Mohon tunggu...
Helen Adelina
Helen Adelina Mohon Tunggu... Insinyur - Passionate Learner

Try not to become a man of success, but rather try to become a man of value - Einstein

Selanjutnya

Tutup

Sosbud Pilihan

Jatuh Cinta pada Sejarah

15 Mei 2021   07:49 Diperbarui: 15 Mei 2021   20:41 206
+
Laporkan Konten
Laporkan Akun
Kompasiana adalah platform blog. Konten ini menjadi tanggung jawab bloger dan tidak mewakili pandangan redaksi Kompas.
Lihat foto
Bagikan ide kreativitasmu dalam bentuk konten di Kompasiana | Sumber gambar: Freepik

Dulu waktu saya sekolah, pelajaran sejarah adalah salah satu pelajaran yang saya anggap membosankan. Begitu banyak hal yang harus dihafalkan, dari mulai tanggal dan tahun, isi perjanjian, silsilah kerajaan dan tokoh-tokoh yang terlibat dari suatu peristiwa. Bagi saya saat itu, sejarah adalah masa lampau yang memang perlu diketahui, tapi secara pribadi, saya tidak merasa terhubung dengannya.

Setelah saya masuk kuliah, saya mulai membaca buku-buku karangan Pramoedya Ananta Toer. Saat itu, novel-novel karangan Pram belum banyak beredar karena ada pelarangan sebelumnya. Saya meminjam dari teman saya yang entah dari mana mendapatkan buku-buku itu. Novel pertama yang saya baca adalah Tetralogi Buru: Bumi Manusia, Anak Semua Bangsa, Jejak Langkah, dan Rumah Kaca.
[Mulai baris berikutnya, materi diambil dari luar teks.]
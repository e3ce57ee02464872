//! Test definition types
//!
//! Defines the data structures for deserializing YAML or JSON test suites.
//! Action and assertion kinds are closed enums; unknown kinds are rejected
//! while the file is parsed, before anything runs.

use std::collections::{BTreeMap, HashSet};
use std::path::Path;

use serde::{Deserialize, Deserializer, Serialize};
use serde_json::Value;

use crate::common::{Error, Result};
use crate::driver::{ContextOptions, WaitUntil};

/// A named collection of tests loaded from one file
#[derive(Deserialize, Serialize, Debug, Clone)]
pub struct TestSuite {
    /// Name of the suite (defaults to the file stem)
    #[serde(default)]
    pub name: Option<String>,
    /// Tests in declaration order
    #[serde(default)]
    pub tests: Vec<TestDefinition>,
}

/// One test case
#[derive(Deserialize, Serialize, Debug, Clone)]
pub struct TestDefinition {
    /// Unique identifier within a batch
    pub id: String,
    /// Human readable name
    pub name: String,
    /// Optional description of what the test verifies
    #[serde(default)]
    pub description: Option<String>,
    /// The sequence of steps to execute
    #[serde(default)]
    pub steps: Vec<TestStep>,
    /// Steps that always run after the main sequence, pass or fail
    #[serde(default)]
    pub cleanup: Vec<TestStep>,
    /// Options for the execution context
    #[serde(default)]
    pub context: ContextOptions,
    /// Ceiling for this test, overriding the configured default
    #[serde(default, alias = "timeoutMs")]
    pub timeout_ms: Option<u64>,
    /// Restrict the browser flavors this test runs on
    #[serde(default)]
    pub browsers: Vec<String>,
}

/// A single step in the execution flow
#[derive(Deserialize, Serialize, Debug, Clone)]
pub struct TestStep {
    /// Display name (derived from the action if absent)
    #[serde(default)]
    pub name: Option<String>,
    /// Keep going when this step fails
    #[serde(default, alias = "continueOnFailure")]
    pub continue_on_failure: bool,
    /// Variable store slot for the step's result
    #[serde(default, alias = "saveAs")]
    pub save_as: Option<String>,
    /// What the step does
    #[serde(flatten)]
    pub kind: StepKind,
}

/// Step action, tagged by the `action` field
#[derive(Deserialize, Serialize, Debug, Clone)]
#[serde(tag = "action", rename_all = "snake_case")]
pub enum StepKind {
    /// Load a URL into the page
    Navigate {
        url: String,
        #[serde(default, alias = "waitUntil")]
        wait_until: Option<WaitUntil>,
        #[serde(default, alias = "timeoutMs")]
        timeout_ms: Option<u64>,
    },
    /// Click the first element matching a selector
    Click { selector: String },
    /// Replace an input's value
    Fill { selector: String, value: String },
    /// Type into an element without clearing it
    Type { selector: String, value: String },
    /// Wait for a selector to appear, or sleep for a fixed duration
    Wait {
        #[serde(default)]
        selector: Option<String>,
        #[serde(default, alias = "durationMs")]
        duration_ms: Option<u64>,
        #[serde(default, alias = "timeoutMs")]
        timeout_ms: Option<u64>,
    },
    /// Capture the page
    Screenshot {
        #[serde(default, alias = "fullPage")]
        full_page: bool,
    },
    /// Check live page state
    Assert { check: PageAssertion },
    /// Perform an HTTP call
    Request(RequestSpec),
    /// Check a stored value (the last response by default)
    Assertion {
        #[serde(default)]
        target: Option<String>,
        check: AssertionSpec,
    },
    /// Prepare fixtures through a registered handler
    Setup {
        handler: String,
        #[serde(default)]
        params: Value,
    },
    /// Tear down fixtures through a registered handler
    Cleanup {
        handler: String,
        #[serde(default)]
        params: Value,
    },
    /// Opaque step implemented by a registered handler
    Custom {
        handler: String,
        #[serde(default)]
        params: Value,
    },
}
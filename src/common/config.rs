//! Configuration file handling

use serde::{Deserialize, Serialize};
use std::collections::HashMap;
use std::path::{Path, PathBuf};
use std::time::Duration;

use crate::driver::WaitUntil;

use super::paths::config_path;
use super::Result;

/// Main configuration structure
#[derive(Debug, Deserialize, Serialize, Default, Clone)]
pub struct Config {
    /// Browser engine configurations, keyed by flavor name
    #[serde(default)]
    pub browsers: HashMap<String, BrowserConfig>,

    /// Default settings
    #[serde(default)]
    pub defaults: Defaults,

    /// Timeout settings
    #[serde(default)]
    pub timeouts: Timeouts,

    /// Retry settings for request steps
    #[serde(default)]
    pub retry: RetryConfig,

    /// Load test settings
    #[serde(default)]
    pub load: LoadConfig,
}

/// Configuration for one browser flavor
#[derive(Debug, Deserialize, Serialize, Clone, Default)]
pub struct BrowserConfig {
    /// URL of an already running WebDriver server
    pub webdriver_url: Option<String>,

    /// Driver executable to spawn when no URL is given
    pub driver: Option<PathBuf>,

    /// Additional arguments to pass to the driver
    #[serde(default)]
    pub args: Vec<String>,

    /// Port the spawned driver listens on
    pub port: Option<u16>,

    /// Extra capabilities merged into `alwaysMatch`
    #[serde(default)]
    pub capabilities: serde_json::Map<String, serde_json::Value>,
}

/// Default settings
#[derive(Debug, Deserialize, Serialize, Clone)]
pub struct Defaults {
    /// Browser flavors to run UI tests on
    #[serde(default = "default_browsers")]
    pub browsers: Vec<String>,

    /// Navigation wait condition when a step does not name one
    #[serde(default)]
    pub wait_until: WaitUntil,

    /// Upper bound on concurrently running pairings (unbounded if unset)
    pub max_parallel: Option<usize>,
}

impl Default for Defaults {
    fn default() -> Self {
        Self {
            browsers: default_browsers(),
            wait_until: WaitUntil::default(),
            max_parallel: None,
        }
    }
}

fn default_browsers() -> Vec<String> {
    vec!["chromium".to_string()]
}

/// Timeout settings in milliseconds
#[derive(Debug, Deserialize, Serialize, Clone)]
pub struct Timeouts {
    /// Timeout for page navigation
    #[serde(default = "default_navigation")]
    pub navigation_ms: u64,

    /// Timeout for waiting on a selector
    #[serde(default = "default_selector")]
    pub selector_ms: u64,

    /// Timeout for a single HTTP request attempt
    #[serde(default = "default_request")]
    pub request_ms: u64,

    /// Ceiling for one whole test execution
    #[serde(default = "default_test")]
    pub test_ms: u64,
}

impl Default for Timeouts {
    fn default() -> Self {
        Self {
            navigation_ms: default_navigation(),
            selector_ms: default_selector(),
            request_ms: default_request(),
            test_ms: default_test(),
        }
    }
}

fn default_navigation() -> u64 {
    30_000
}
fn default_selector() -> u64 {
    10_000
}
fn default_request() -> u64 {
    30_000
}
fn default_test() -> u64 {
    300_000
}

/// Retry settings for request steps
#[derive(Debug, Deserialize, Serialize, Clone)]
pub struct RetryConfig {
    /// Total attempts, including the first one
    #[serde(default = "default_attempts")]
    pub attempts: u32,

    /// Base of the exponential delay schedule
    #[serde(default = "default_base_delay")]
    pub base_delay_ms: u64,
}

impl Default for RetryConfig {
    fn default() -> Self {
        Self {
            attempts: default_attempts(),
            base_delay_ms: default_base_delay(),
        }
    }
}

fn default_attempts() -> u32 {
    3
}
fn default_base_delay() -> u64 {
    1_000
}

/// Load test settings
#[derive(Debug, Deserialize, Serialize, Clone)]
pub struct LoadConfig {
    /// Pause between two requests of the same worker
    #[serde(default = "default_inter_request_delay")]
    pub inter_request_delay_ms: u64,

    /// Default number of workers
    #[serde(default = "default_concurrency")]
    pub concurrency: usize,

    /// Default run window
    #[serde(default = "default_duration")]
    pub duration_secs: u64,

    /// Default ramp-up window
    #[serde(default = "default_ramp_up")]
    pub ramp_up_secs: u64,
}

impl Default for LoadConfig {
    fn default() -> Self {
        Self {
            inter_request_delay_ms: default_inter_request_delay(),
            concurrency: default_concurrency(),
            duration_secs: default_duration(),
            ramp_up_secs: default_ramp_up(),
        }
    }
}

fn default_inter_request_delay() -> u64 {
    100
}
fn default_concurrency() -> usize {
    10
}
fn default_duration() -> u64 {
    60
}
fn default_ramp_up() -> u64 {
    10
}

/// Driver binaries that are looked up on PATH for well-known flavors
const KNOWN_DRIVERS: &[(&str, &str)] = &[
    ("chromium", "chromedriver"),
    ("chrome", "chromedriver"),
    ("firefox", "geckodriver"),
    ("edge", "msedgedriver"),
    ("safari", "safaridriver"),
];

impl Config {
    /// Load configuration from an explicit path, or the default config file
    ///
    /// Returns default configuration if no file exists
    pub fn load(explicit: Option<&Path>) -> Result<Self> {
        let path = match explicit {
            Some(path) => Some(path.to_path_buf()),
            None => config_path().filter(|path| path.exists()),
        };

        match path {
            Some(path) => {
                let content = std::fs::read_to_string(&path).map_err(|e| {
                    super::Error::FileRead {
                        path: path.display().to_string(),
                        error: e.to_string(),
                    }
                })?;
                Self::from_toml(&content)
            }
            None => Ok(Self::default()),
        }
    }

    /// Parse configuration from TOML text
    pub fn from_toml(content: &str) -> Result<Self> {
        toml::from_str(content).map_err(|e| super::Error::ConfigParse(e.to_string()))
    }

    /// Render the effective configuration as TOML
    pub fn to_toml(&self) -> Result<String> {
        toml::to_string_pretty(self)
            .map_err(|e| super::Error::Internal(format!("Failed to render configuration: {}", e)))
    }

    /// Get browser configuration by flavor name
    ///
    /// Falls back to searching PATH for a known driver if not explicitly configured
    pub fn get_browser(&self, flavor: &str) -> Option<BrowserConfig> {
        if let Some(config) = self.browsers.get(flavor) {
            return Some(config.clone());
        }

        let binary = KNOWN_DRIVERS
            .iter()
            .find(|(name, _)| *name == flavor)
            .map(|(_, binary)| *binary)?;

        which::which(binary).ok().map(|path| BrowserConfig {
            driver: Some(path),
            ..BrowserConfig::default()
        })
    }

    pub fn navigation_timeout(&self) -> Duration {
        Duration::from_millis(self.timeouts.navigation_ms)
    }

    pub fn selector_timeout(&self) -> Duration {
        Duration::from_millis(self.timeouts.selector_ms)
    }

    pub fn request_timeout(&self) -> Duration {
        Duration::from_millis(self.timeouts.request_ms)
    }

    pub fn test_timeout(&self) -> Duration {
        Duration::from_millis(self.timeouts.test_ms)
    }
}

#[cfg(test)]
mod tests {
    use super::*;

    #[test]
    fn test_empty_config_uses_defaults() {
        let config = Config::from_toml("").unwrap();
        assert_eq!(config.timeouts.navigation_ms, 30_000);
        assert_eq!(config.retry.attempts, 3);
        assert_eq!(config.defaults.browsers, vec!["chromium".to_string()]);
        assert_eq!(config.defaults.wait_until, WaitUntil::NetworkIdle);
    }

    #[test]
    fn test_parse_browsers_and_overrides() {
        let config = Config::from_toml(
            r#"
[browsers.firefox]
webdriver_url = "http://localhost:4444"

[browsers.chromium]
driver = "/usr/bin/chromedriver"
args = ["--verbose"]
port = 9600

[timeouts]
selector_ms = 2500

[retry]
attempts = 5
base_delay_ms = 20

[defaults]
browsers = ["chromium", "firefox"]
wait_until = "load"
max_parallel = 4
"#,
        )
        .unwrap();

        let firefox = config.get_browser("firefox").unwrap();
        assert_eq!(firefox.webdriver_url.as_deref(), Some("http://localhost:4444"));
        let chromium = config.get_browser("chromium").unwrap();
        assert_eq!(chromium.port, Some(9600));
        assert_eq!(chromium.args, vec!["--verbose".to_string()]);
        assert_eq!(config.selector_timeout(), Duration::from_millis(2500));
        assert_eq!(config.timeouts.navigation_ms, 30_000);
        assert_eq!(config.retry.attempts, 5);
        assert_eq!(config.defaults.wait_until, WaitUntil::Load);
        assert_eq!(config.defaults.max_parallel, Some(4));
    }

    #[test]
    fn test_rendered_config_parses_back() {
        let mut config = Config::default();
        config.retry.attempts = 7;
        let rendered = config.to_toml().unwrap();
        assert!(rendered.contains("attempts = 7"));
        let parsed = Config::from_toml(&rendered).unwrap();
        assert_eq!(parsed.retry.attempts, 7);
        assert_eq!(parsed.defaults.wait_until, WaitUntil::NetworkIdle);
    }

    #[test]
    fn test_invalid_config_is_parse_error() {
        let err = Config::from_toml("[timeouts]\nnavigation_ms = \"soon\"").unwrap_err();
        assert!(matches!(err, crate::Error::ConfigParse(_)));
    }

    #[test]
    fn test_load_explicit_path() {
        let dir = tempfile::tempdir().unwrap();
        let path = dir.path().join("config.toml");
        std::fs::write(&path, "[load]\nconcurrency = 3\n").unwrap();
        let config = Config::load(Some(&path)).unwrap();
        assert_eq!(config.load.concurrency, 3);
        assert_eq!(config.load.inter_request_delay_ms, 100);
    }
}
Untuk pertama kalinya, saya menjadi tertarik dengan sejarah. Saya mencoba mengingat-ingat gerakan awal kemerdekaan Indonesia yang saya pelajari sebelumnya di bangku sekolah. Saat saya membaca Tetralogi Buru, saya seakan-akan dibawa masuk ke dalam peristiwa di masa lalu. Saya ikut merasakan bagaimana penderitaan kakek nenek buyut di masa itu. Bagaimana perjuangan para pahlawan yang dikenal dan yang tidak dikenal untuk mendapatkan kemerdekaan.

Ingatan-ingatan samar nenek saya bercerita kehidupan masa penjajahan dulu pun muncul. Bagaimana susahnya hidup dalam keadaan terjajah. Untuk makan saja susah, boro-boro untuk mendapatkan pendidikan. Nenek saya termasuk orang yang beruntung bisa bersekolah di HBS. Saat penjajahan Jepang, orang-orang Indonesiapun disuruh kerja paksa. Banyak korban yang mati karena tidak kuat dan kelaparan.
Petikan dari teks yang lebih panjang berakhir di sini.